Tevergeefs probeert Fien papa en mama te betrekken bij haar spelletjes. Ze trekt gekke bekken om ze te doen lachen, ze nodigt papa uit om mee te spelen in de speeltuin. ‘Hun lach is op. Of is hij ergens achtergebleven, misschien in dat vreemde land waarover ze soms vertellen.’

In dat land staat alles op zijn kop. Je voelt geen grond meer onder je voeten. Je zweeft. Fien beseft dat wat haar ouders dan meemaken geen leuke zweeftocht is. ‘Je houdt er een vieze smaak aan over, aan dat hele land’. Ze snapt echter niet waarom haar ouders er telkens weer naartoe gaan, vermits het er niet leuk is. Ze hoopt dat ze voortaan bij haar zullen blijven. Dat zij de reden is waarom papa en mama toch telkens opnieuw proberen om het vreemde land de rug te keren, geeft Fien een warm gevoel.

Kinderen van ouders die drugverslaafd of psychisch ziek zijn, hebben recht op hulp. Uitleggen waarom papa en (of) mama weer een tijd verdwijnen waardoor zij bij oma en opa of elders gaan logeren, is een noodzaak. Vooral jonge kinderen denken vaak dat ze op één of andere wijze zelf de oorzaak zijn van het kille gedrag van hun ouders. Boeken kunnen een belangrijke rol spelen om kinderen uit te leggen hoe het precies zit en dat zij niet de schuldige zijn.

Dit boek kwam tot stand in het kader van het project ‘Opvoedingsondersteuning aan (ex)-druggebruikende ouders ‘ van het MSOC, een laagdrempelige ambulante drughulpverlening in Vlaams Brabant. Evelien De Vlieger luisterde naar de verhalen van (ex)-verslaafden en verwerkte die ervaringen en gevoelens in een prentenboek. Jene Bons maakte er kleurrijke, expressieve illustraties bij. Ik denk hierbij ook aan het initiatief van Similes, een aantal jaren geleden, om voor KOPP-kinderen (kinderen van ouders met psychische problemen) een serie van zes leesboeken uit te brengen.

Het boek ‘Als alles op zijn kop staat’ zou eigenlijk ook een KOPP-boek kunnen zijn.
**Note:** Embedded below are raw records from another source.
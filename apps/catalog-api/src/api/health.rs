//! Readiness endpoint backed by a live database ping.

use axum::{Json, Router, extract::State, http::StatusCode, routing::get};
use axum_helpers::server::{run_health_checks, HealthCheckFuture};
use serde_json::Value;

use crate::state::AppState;

async fn ready(
    State(state): State<AppState>,
) -> Result<(StatusCode, Json<Value>), (StatusCode, Json<Value>)> {
    let checks: Vec<(&str, HealthCheckFuture)> = vec![(
        "database",
        Box::pin(async {
            database::postgres::check_health(&state.db)
                .await
                .map_err(|e| e.to_string())
        }),
    )];

    run_health_checks(checks).await
}

pub fn router(state: AppState) -> Router {
    Router::new().route("/ready", get(ready)).with_state(state)
}
use async_trait::async_trait;
use std::sync::Arc;
use tokio::sync::RwLock;

use crate::error::CategoryResult;
use crate::models::{Category, UpdateCategory};

/// Repository trait for Category persistence
#[cfg_attr(test, mockall::automock)]
#[async_trait]
pub trait CategoryRepository: Send + Sync {
    /// Insert a fully-formed category record
    async fn insert(&self, category: Category) -> CategoryResult<Category>;

    /// Get a category by ID
    async fn find_by_id(&self, id: &str) -> CategoryResult<Option<Category>>;

    /// Find a category by its exact label
    async fn find_by_label(&self, label: &str) -> CategoryResult<Option<Category>>;

    /// List the direct children of a parent, or the roots when `None`
    async fn list_by_parent<'a>(&self, parent_id: Option<&'a str>) -> CategoryResult<Vec<Category>>;

    /// Replace the mutable fields of a category, `None` when the id is unknown
    async fn update(&self, id: &str, input: UpdateCategory) -> CategoryResult<Option<Category>>;

    /// Delete a category by ID, `false` when the id is unknown.
    ///
    /// Children and referencing products are left in place.
    async fn delete(&self, id: &str) -> CategoryResult<bool>;
}

/// In-memory implementation of CategoryRepository (for development/testing)
#[derive(Debug, Default, Clone)]
pub struct InMemoryCategoryRepository {
    categories: Arc<RwLock<Vec<Category>>>,
}

impl InMemoryCategoryRepository {
    pub fn new() -> Self {
        Self {
            categories: Arc::new(RwLock::new(Vec::new())),
        }
    }
}

#[async_trait]
impl CategoryRepository for InMemoryCategoryRepository {
    async fn insert(&self, category: Category) -> CategoryResult<Category> {
        let mut categories = self.categories.write().await;
        categories.push(category.clone());

        tracing::info!(category_id = %category.id, "Created category");
        Ok(category)
    }

    async fn find_by_id(&self, id: &str) -> CategoryResult<Option<Category>> {
        let categories = self.categories.read().await;
        Ok(categories.iter().find(|c| c.id == id).cloned())
    }

    async fn find_by_label(&self, label: &str) -> CategoryResult<Option<Category>> {
        let categories = self.categories.read().await;
        Ok(categories.iter().find(|c| c.label == label).cloned())
    }

    async fn list_by_parent<'a>(&self, parent_id: Option<&'a str>) -> CategoryResult<Vec<Category>> {
        let categories = self.categories.read().await;
        Ok(categories
            .iter()
            .filter(|c| c.parent_id.as_deref() == parent_id)
            .cloned()
            .collect())
    }

    async fn update(&self, id: &str, input: UpdateCategory) -> CategoryResult<Option<Category>> {
        let mut categories = self.categories.write().await;

        let Some(category) = categories.iter_mut().find(|c| c.id == id) else {
            return Ok(None);
        };

        category.parent_id = input.parent_id;
        category.label = input.label;
        let updated = category.clone();

        tracing::info!(category_id = %id, "Updated category");
        Ok(Some(updated))
    }

    async fn delete(&self, id: &str) -> CategoryResult<bool> {
        let mut categories = self.categories.write().await;

        let before = categories.len();
        categories.retain(|c| c.id != id);

        if categories.len() < before {
            tracing::info!(category_id = %id, "Deleted category");
            Ok(true)
        } else {
            Ok(false)
        }
    }
}

#[cfg(test)]
mod tests {
    use super::*;

    fn category(id: &str, parent_id: Option<&str>, label: &str) -> Category {
        Category {
            id: id.to_string(),
            parent_id: parent_id.map(str::to_string),
            label: label.to_string(),
        }
    }

    #[tokio::test]
    async fn test_insert_and_find_category() {
        let repo = InMemoryCategoryRepository::new();

        repo.insert(category("c1", None, "Hardware")).await.unwrap();

        let fetched = repo.find_by_id("c1").await.unwrap();
        assert_eq!(fetched.unwrap().label, "Hardware");
    }

    #[tokio::test]
    async fn test_find_by_label_is_case_sensitive() {
        let repo = InMemoryCategoryRepository::new();

        repo.insert(category("c1", None, "Hardware")).await.unwrap();

        assert!(repo.find_by_label("Hardware").await.unwrap().is_some());
        assert!(repo.find_by_label("hardware").await.unwrap().is_none());
    }

    #[tokio::test]
    async fn test_list_by_parent_splits_roots_and_children() {
        let repo = InMemoryCategoryRepository::new();

        repo.insert(category("r1", None, "Root 1")).await.unwrap();
        repo.insert(category("r2", None, "Root 2")).await.unwrap();
        repo.insert(category("c1", Some("r1"), "Child")).await.unwrap();

        let roots = repo.list_by_parent(None).await.unwrap();
        assert_eq!(
            roots.iter().map(|c| c.id.as_str()).collect::<Vec<_>>(),
            vec!["r1", "r2"]
        );

        let children = repo.list_by_parent(Some("r1")).await.unwrap();
        assert_eq!(children.len(), 1);
        assert_eq!(children[0].id, "c1");
    }

    #[tokio::test]
    async fn test_delete_leaves_children_in_place() {
        let repo = InMemoryCategoryRepository::new();

        repo.insert(category("r1", None, "Root")).await.unwrap();
        repo.insert(category("c1", Some("r1"), "Child")).await.unwrap();

        assert!(repo.delete("r1").await.unwrap());

        // Orphaned child still exists and still points at the deleted parent
        let orphan = repo.find_by_id("c1").await.unwrap().unwrap();
        assert_eq!(orphan.parent_id.as_deref(), Some("r1"));
    }

    #[tokio::test]
    async fn test_update_unknown_id_returns_none() {
        let repo = InMemoryCategoryRepository::new();

        let result = repo
            .update(
                "missing",
                UpdateCategory {
                    label: "x".to_string(),
                    parent_id: None,
                },
            )
            .await
            .unwrap();

        assert!(result.is_none());
    }
}
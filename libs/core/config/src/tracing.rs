use crate::Environment;
use tracing::{debug, info};
use tracing_subscriber::{prelude::*, EnvFilter};

/// Install color-eyre with a project-standard configuration.
///
/// Call this early in main() before any fallible operations to ensure
/// colored error output. Safe to call multiple times.
pub fn install_color_eyre() {
    let _ = color_eyre::config::HookBuilder::default()
        .display_location_section(true)
        .display_env_section(false)
        .install();
}

/// Initialize tracing with environment-aware configuration.
///
/// - **Production** (`APP_ENV=production`): JSON format for log aggregation,
///   module targets hidden.
/// - **Development** (default): pretty-printed, human-readable output.
///
/// `RUST_LOG` overrides the default filter in both modes. Safe to call
/// multiple times; re-initialization is silently skipped (common in tests).
pub fn init_tracing(environment: &Environment) {
    let is_production = environment.is_production();

    let filter = EnvFilter::try_from_default_env().unwrap_or_else(|_| {
        if is_production {
            EnvFilter::new("info,tower_http=info,sea_orm=warn")
        } else {
            EnvFilter::new("debug")
        }
    });

    let result = if is_production {
        tracing_subscriber::registry()
            .with(
                tracing_subscriber::fmt::layer()
                    .json()
                    .with_target(false)
                    .flatten_event(true),
            )
            .with(tracing_error::ErrorLayer::default())
            .with(filter)
            .try_init()
    } else {
        tracing_subscriber::registry()
            .with(
                tracing_subscriber::fmt::layer()
                    .with_target(false)
                    .with_file(false)
                    .with_line_number(false)
                    .pretty(),
            )
            .with(tracing_error::ErrorLayer::default())
            .with(filter)
            .try_init()
    };

    match result {
        Ok(_) => {
            info!("Tracing initialized. Environment: {:?}", environment);
        }
        Err(_) => {
            debug!("Tracing already initialized, skipping re-initialization");
        }
    }
}

#[cfg(test)]
mod tests {
    use super::*;

    #[test]
    fn test_init_tracing_development() {
        init_tracing(&Environment::Development);
    }

    #[test]
    fn test_init_tracing_multiple_calls() {
        init_tracing(&Environment::Development);
        init_tracing(&Environment::Development);
    }

    #[test]
    fn test_init_tracing_with_rust_log_env() {
        temp_env::with_var("RUST_LOG", Some("trace"), || {
            init_tracing(&Environment::Development);
        });
    }
}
Nergens in het verhaal staat het woord ‘drug’. Ook mensen met een psychisch probleem zoals een depressie, of die manisch zijn of dwanghandelingen hebben, ‘bezoeken’ in de ogen van jonge kinderen immers ook ‘een vreemd land’. Net als de KOPP-boeken voorheen is dit boek een lovenswaardig initiatief. In Vlaanderen groeien vele duizenden kinderen en jongeren op bij ouders die aan drugs verslaafd zijn of die aan een psychische ziekte lijden.

De impact van de verslaving of ziekte van de ouder is soms zo groot dat kinderen zelf problemen ontwikkelen. Preventie, sensibilisering en begeleiding vormen daarom op dit vlak een belangrijke uitdaging. En daarbij kunnen kinder- en jeugdliteratuur een eerste stap zijn. Maar boeken alleen kunnen hen niet helpen.
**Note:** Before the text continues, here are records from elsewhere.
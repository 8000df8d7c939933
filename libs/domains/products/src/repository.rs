use async_trait::async_trait;
use std::sync::Arc;
use tokio::sync::RwLock;

use crate::error::ProductResult;
use crate::models::{Product, UpdateProduct};

/// Repository trait for Product persistence
#[cfg_attr(test, mockall::automock)]
#[async_trait]
pub trait ProductRepository: Send + Sync {
    /// Insert a fully-formed product record
    async fn insert(&self, product: Product) -> ProductResult<Product>;

    /// Get a product by ID
    async fn find_by_id(&self, id: &str) -> ProductResult<Option<Product>>;

    /// List all products in insertion order
    async fn list(&self) -> ProductResult<Vec<Product>>;

    /// Count products directly assigned to a category
    async fn count_by_category(&self, category_id: &str) -> ProductResult<u64>;

    /// Replace the mutable fields of a product, `None` when the id is unknown
    async fn update(&self, id: &str, input: UpdateProduct) -> ProductResult<Option<Product>>;

    /// Delete a product by ID, `false` when the id is unknown
    async fn delete(&self, id: &str) -> ProductResult<bool>;
}

/// In-memory implementation of ProductRepository (for development/testing)
#[derive(Debug, Default, Clone)]
pub struct InMemoryProductRepository {
    products: Arc<RwLock<Vec<Product>>>,
}

impl InMemoryProductRepository {
    pub fn new() -> Self {
        Self {
            products: Arc::new(RwLock::new(Vec::new())),
        }
    }
}

#[async_trait]
impl ProductRepository for InMemoryProductRepository {
    async fn insert(&self, product: Product) -> ProductResult<Product> {
        let mut products = self.products.write().await;
        products.push(product.clone());

        tracing::info!(product_id = %product.id, "Created product");
        Ok(product)
    }

    async fn find_by_id(&self, id: &str) -> ProductResult<Option<Product>> {
        let products = self.products.read().await;
        Ok(products.iter().find(|p| p.id == id).cloned())
    }

    async fn list(&self) -> ProductResult<Vec<Product>> {
        let products = self.products.read().await;
        Ok(products.clone())
    }

    async fn count_by_category(&self, category_id: &str) -> ProductResult<u64> {
        let products = self.products.read().await;
        let count = products
            .iter()
            .filter(|p| p.category_id.as_deref() == Some(category_id))
            .count();
        Ok(count as u64)
    }

    async fn update(&self, id: &str, input: UpdateProduct) -> ProductResult<Option<Product>> {
        let mut products = self.products.write().await;

        let Some(product) = products.iter_mut().find(|p| p.id == id) else {
            return Ok(None);
        };

        product.apply_update(input);
        let updated = product.clone();

        tracing::info!(product_id = %id, "Updated product");
        Ok(Some(updated))
    }

    async fn delete(&self, id: &str) -> ProductResult<bool> {
        let mut products = self.products.write().await;

        let before = products.len();
        products.retain(|p| p.id != id);

        if products.len() < before {
            tracing::info!(product_id = %id, "Deleted product");
            Ok(true)
        } else {
            Ok(false)
        }
    }
}
//! Security header middleware.

use axum::{
    extract::Request,
    http::{HeaderValue, header},
    middleware::Next,
    response::Response,
};

/// Adds common security headers to every response.
///
/// Sets `X-Content-Type-Options`, `X-Frame-Options` and a conservative
/// `Referrer-Policy`. Apply with `axum::middleware::from_fn`.
pub async fn security_headers(req: Request, next: Next) -> Response {
    let mut response = next.run(req).await;

    let headers = response.headers_mut();
    headers.insert(
        header::X_CONTENT_TYPE_OPTIONS,
        HeaderValue::from_static("nosniff"),
    );
    headers.insert(
        header::X_FRAME_OPTIONS,
        HeaderValue::from_static("DENY"),
    );
    headers.insert(
        header::REFERRER_POLICY,
        HeaderValue::from_static("strict-origin-when-cross-origin"),
    );

    response
}

#[cfg(test)]
mod tests {
    use super::*;
    use axum::{Router, body::Body, http::StatusCode, middleware, routing::get};
    use tower::ServiceExt;

    #[tokio::test]
    async fn test_security_headers_are_set() {
        let app = Router::new()
            .route("/", get(|| async { "ok" }))
            .layer(middleware::from_fn(security_headers));

        let response = app
            .oneshot(
                axum::http::Request::builder()
                    .uri("/")
                    .body(Body::empty())
                    .unwrap(),
            )
            .await
            .unwrap();

        assert_eq!(response.status(), StatusCode::OK);
        assert_eq!(
            response.headers().get("x-content-type-options").unwrap(),
            "nosniff"
        );
        assert_eq!(response.headers().get("x-frame-options").unwrap(), "DENY");
    }
}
Uit persoonlijke ervaringen weet ik dat kinderen van ouders met psychische problemen vaak in de kou blijven staan. Er is dus méér nodig, zoals de mogelijkheid om het kind therapie te geven, zelfs als één van de ouders daar geen toelating voor geeft, wat Centra voor geestelijke gezondheid nog steeds niet durven.

Van een prentenboek voor jonge kinderen mag men echter ook verwachten dat de inhoud voldoende toegankelijk is voor de doelgroep. Bij dit boek heb ik hierover mijn twijfels. De taal op zich, de woordenschat en zinsconstructies, is heel eenvoudig. De meeste kinderen zullen echter hulp nodig hebben om de link te leggen tussen ‘het vreemd land’ en ‘druggebruik’. Dat verband wordt in het verhaal niet geëxpliciteerd.
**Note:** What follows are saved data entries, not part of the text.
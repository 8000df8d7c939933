use std::marker::PhantomData;

use sea_orm::{
    ActiveModelBehavior, ActiveModelTrait, DatabaseConnection, DbErr, EntityTrait,
    IntoActiveModel, PrimaryKeyTrait,
};

/// Thin generic wrapper over SeaORM entity operations shared by the
/// Postgres repository implementations.
///
/// Entity-specific queries (filters, counts) go through `db()` directly.
pub struct BaseRepository<E: EntityTrait> {
    db: DatabaseConnection,
    _entity: PhantomData<E>,
}

impl<E: EntityTrait> BaseRepository<E> {
    pub fn new(db: DatabaseConnection) -> Self {
        Self {
            db,
            _entity: PhantomData,
        }
    }

    /// The underlying connection, for entity-specific queries.
    pub fn db(&self) -> &DatabaseConnection {
        &self.db
    }

    pub async fn find_by_id(
        &self,
        id: <E::PrimaryKey as PrimaryKeyTrait>::ValueType,
    ) -> Result<Option<E::Model>, DbErr> {
        E::find_by_id(id).one(&self.db).await
    }

    pub async fn insert(&self, model: E::ActiveModel) -> Result<E::Model, DbErr>
    where
        E::Model: IntoActiveModel<E::ActiveModel>,
        E::ActiveModel: ActiveModelBehavior + Send,
    {
        model.insert(&self.db).await
    }

    pub async fn update(&self, model: E::ActiveModel) -> Result<E::Model, DbErr>
    where
        E::Model: IntoActiveModel<E::ActiveModel>,
        E::ActiveModel: ActiveModelBehavior + Send,
    {
        model.update(&self.db).await
    }

    /// Delete by primary key, returning the number of affected rows.
    pub async fn delete_by_id(
        &self,
        id: <E::PrimaryKey as PrimaryKeyTrait>::ValueType,
    ) -> Result<u64, DbErr> {
        let result = E::delete_by_id(id).exec(&self.db).await?;
        Ok(result.rows_affected)
    }
}
//! Server infrastructure module.
//!
//! This module provides:
//! - Application setup with OpenAPI documentation
//! - Health and readiness endpoints
//! - Graceful shutdown coordination
//!
//! # Example
//!
//! ```ignore
//! use axum_helpers::server::{create_app, create_router, health_router};
//! use core_config::{server::ServerConfig, app_info};
//!
//! // Create router with API documentation
//! let router = create_router::<ApiDoc>(api_routes).await?;
//!
//! // Add health endpoints
//! let app = router.merge(health_router(app_info!()));
//!
//! // Start server with graceful shutdown
//! create_app(app, &ServerConfig::default()).await?;
//! ```

pub mod app;
pub mod health;
pub mod shutdown;

// Re-export commonly used types and functions
pub use app::{create_app, create_production_app, create_router};
pub use health::{health_router, run_health_checks, HealthCheckFuture, HealthResponse};
pub use shutdown::{coordinated_shutdown, shutdown_signal, ShutdownCoordinator};
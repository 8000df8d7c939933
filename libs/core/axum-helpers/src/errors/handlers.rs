use axum::{
    Json,
    http::StatusCode,
    response::{IntoResponse, Response},
};

use super::{ErrorCode, ErrorResponse};

/// Handler for 404 Not Found errors.
///
/// This can be used as a fallback handler in your router.
pub async fn not_found() -> Response {
    let body = Json(ErrorResponse {
        code: ErrorCode::NotFound.code(),
        error: ErrorCode::NotFound.as_str().to_string(),
        message: "The requested resource was not found".to_string(),
        details: None,
    });

    (StatusCode::NOT_FOUND, body).into_response()
}

/// Handler for 405 Method Not Allowed errors.
pub async fn method_not_allowed() -> Response {
    let body = Json(ErrorResponse {
        code: ErrorCode::NotFound.code(),
        error: "METHOD_NOT_ALLOWED".to_string(),
        message: "The HTTP method is not allowed for this resource".to_string(),
        details: None,
    });

    (StatusCode::METHOD_NOT_ALLOWED, body).into_response()
}
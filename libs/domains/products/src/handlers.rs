use axum::{
    Json, Router,
    extract::{Path, State},
    http::StatusCode,
    response::IntoResponse,
    routing::get,
};
use axum_helpers::{
    ValidatedJson,
    errors::responses::{
        InternalServerErrorResponse, NotFoundResponse, ValidationErrorResponse,
    },
};
use std::sync::Arc;
use utoipa::OpenApi;

use crate::error::ProductResult;
use crate::models::{CreateProduct, Product, UpdateProduct};
use crate::repository::ProductRepository;
use crate::service::ProductService;

const TAG: &str = "products";

/// OpenAPI documentation for Products API
#[derive(OpenApi)]
#[openapi(
    paths(
        list_products,
        create_product,
        get_product,
        update_product,
        delete_product,
    ),
    components(
        schemas(Product, CreateProduct, UpdateProduct),
        responses(
            NotFoundResponse,
            ValidationErrorResponse,
            InternalServerErrorResponse
        )
    ),
    tags(
        (name = TAG, description = "Product management endpoints")
    )
)]
pub struct ApiDoc;

/// Create the product router with all HTTP endpoints
pub fn router<R: ProductRepository + 'static>(service: ProductService<R>) -> Router {
    let shared_service = Arc::new(service);

    Router::new()
        .route("/", get(list_products).post(create_product))
        .route(
            "/{id}",
            get(get_product)
                .patch(update_product)
                .delete(delete_product),
        )
        .with_state(shared_service)
}

/// List all products
#[utoipa::path(
    get,
    path = "",
    tag = TAG,
    responses(
        (status = 200, description = "List of products", body = Vec<Product>),
        (status = 500, response = InternalServerErrorResponse)
    )
)]
async fn list_products<R: ProductRepository>(
    State(service): State<Arc<ProductService<R>>>,
) -> ProductResult<Json<Vec<Product>>> {
    let products = service.get_all_products().await?;
    Ok(Json(products))
}

/// Create a new product
#[utoipa::path(
    post,
    path = "",
    tag = TAG,
    request_body = CreateProduct,
    responses(
        (status = 200, description = "Product created successfully", body = Product),
        (status = 422, response = ValidationErrorResponse),
        (status = 500, response = InternalServerErrorResponse)
    )
)]
async fn create_product<R: ProductRepository>(
    State(service): State<Arc<ProductService<R>>>,
    ValidatedJson(input): ValidatedJson<CreateProduct>,
) -> ProductResult<Json<Product>> {
    let product = service.create_product(input).await?;
    Ok(Json(product))
}

/// Get a product by ID
#[utoipa::path(
    get,
    path = "/{id}",
    tag = TAG,
    params(
        ("id" = String, Path, description = "Product ID")
    ),
    responses(
        (status = 200, description = "Product found", body = Product),
        (status = 404, response = NotFoundResponse),
        (status = 500, response = InternalServerErrorResponse)
    )
)]
async fn get_product<R: ProductRepository>(
    State(service): State<Arc<ProductService<R>>>,
    Path(id): Path<String>,
) -> ProductResult<Json<Product>> {
    let product = service.get_product(&id).await?;
    Ok(Json(product))
}

/// Update a product
#[utoipa::path(
    patch,
    path = "/{id}",
    tag = TAG,
    params(
        ("id" = String, Path, description = "Product ID")
    ),
    request_body = UpdateProduct,
    responses(
        (status = 200, description = "Product updated successfully", body = Product),
        (status = 404, response = NotFoundResponse),
        (status = 422, response = ValidationErrorResponse),
        (status = 500, response = InternalServerErrorResponse)
    )
)]
async fn update_product<R: ProductRepository>(
    State(service): State<Arc<ProductService<R>>>,
    Path(id): Path<String>,
    ValidatedJson(input): ValidatedJson<UpdateProduct>,
) -> ProductResult<Json<Product>> {
    let product = service.update_product(&id, input).await?;
    Ok(Json(product))
}

/// Delete a product
#[utoipa::path(
    delete,
    path = "/{id}",
    tag = TAG,
    params(
        ("id" = String, Path, description = "Product ID")
    ),
    responses(
        (status = 200, description = "Product deleted successfully"),
        (status = 404, response = NotFoundResponse),
        (status = 500, response = InternalServerErrorResponse)
    )
)]
async fn delete_product<R: ProductRepository>(
    State(service): State<Arc<ProductService<R>>>,
    Path(id): Path<String>,
) -> ProductResult<impl IntoResponse> {
    service.delete_product(&id).await?;
    Ok(StatusCode::OK)
}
Ook de prenten van Jene Bons zwakken dit verband eerder af dan dat ze het versterken. Zo zie je op de illustratie bij ‘alles staat op zijn kop’ een heel leuk tafereel van zwevende ouders met hun kind tussen hen in, temidden van grappige vogels. Jonge kinderen houden van die fantasie en zien er niets afschrikwekkends in. In andere prentenboeken komen zulke dromen of fantasietaferelen vaker voor en is het fantasieland of ‘vreemde land’ geen boosdoener.

Met dit boek blijkt dus zoals vaker dat een moeilijke materie in een prentenboek gieten, niet eenvoudig is. Hoeveel expliciteer je en hoeveel kan ’tussen de regels ‘ worden ‘gelezen’? Hoe groot mag het abstractieniveau zijn opdat jonge kinderen de essentie kunnen vatten? Dankzij dit mooie initiatief en mits een goede begeleiding waarin verbanden worden gelegd naar eigen belevenissen en gevoelens, kunnen kinderen van drugverslaafde ouders, hun familie, en de ouders zelf, in dit boek troost en begrip vinden. Andere lezers krijgen inzicht in hoe het eraan toe kan gaan in een gezin waarbij de ouders steeds maar weer terug keren naar het ‘vreemde land’ waardoor het leven op zijn kop komt te staan.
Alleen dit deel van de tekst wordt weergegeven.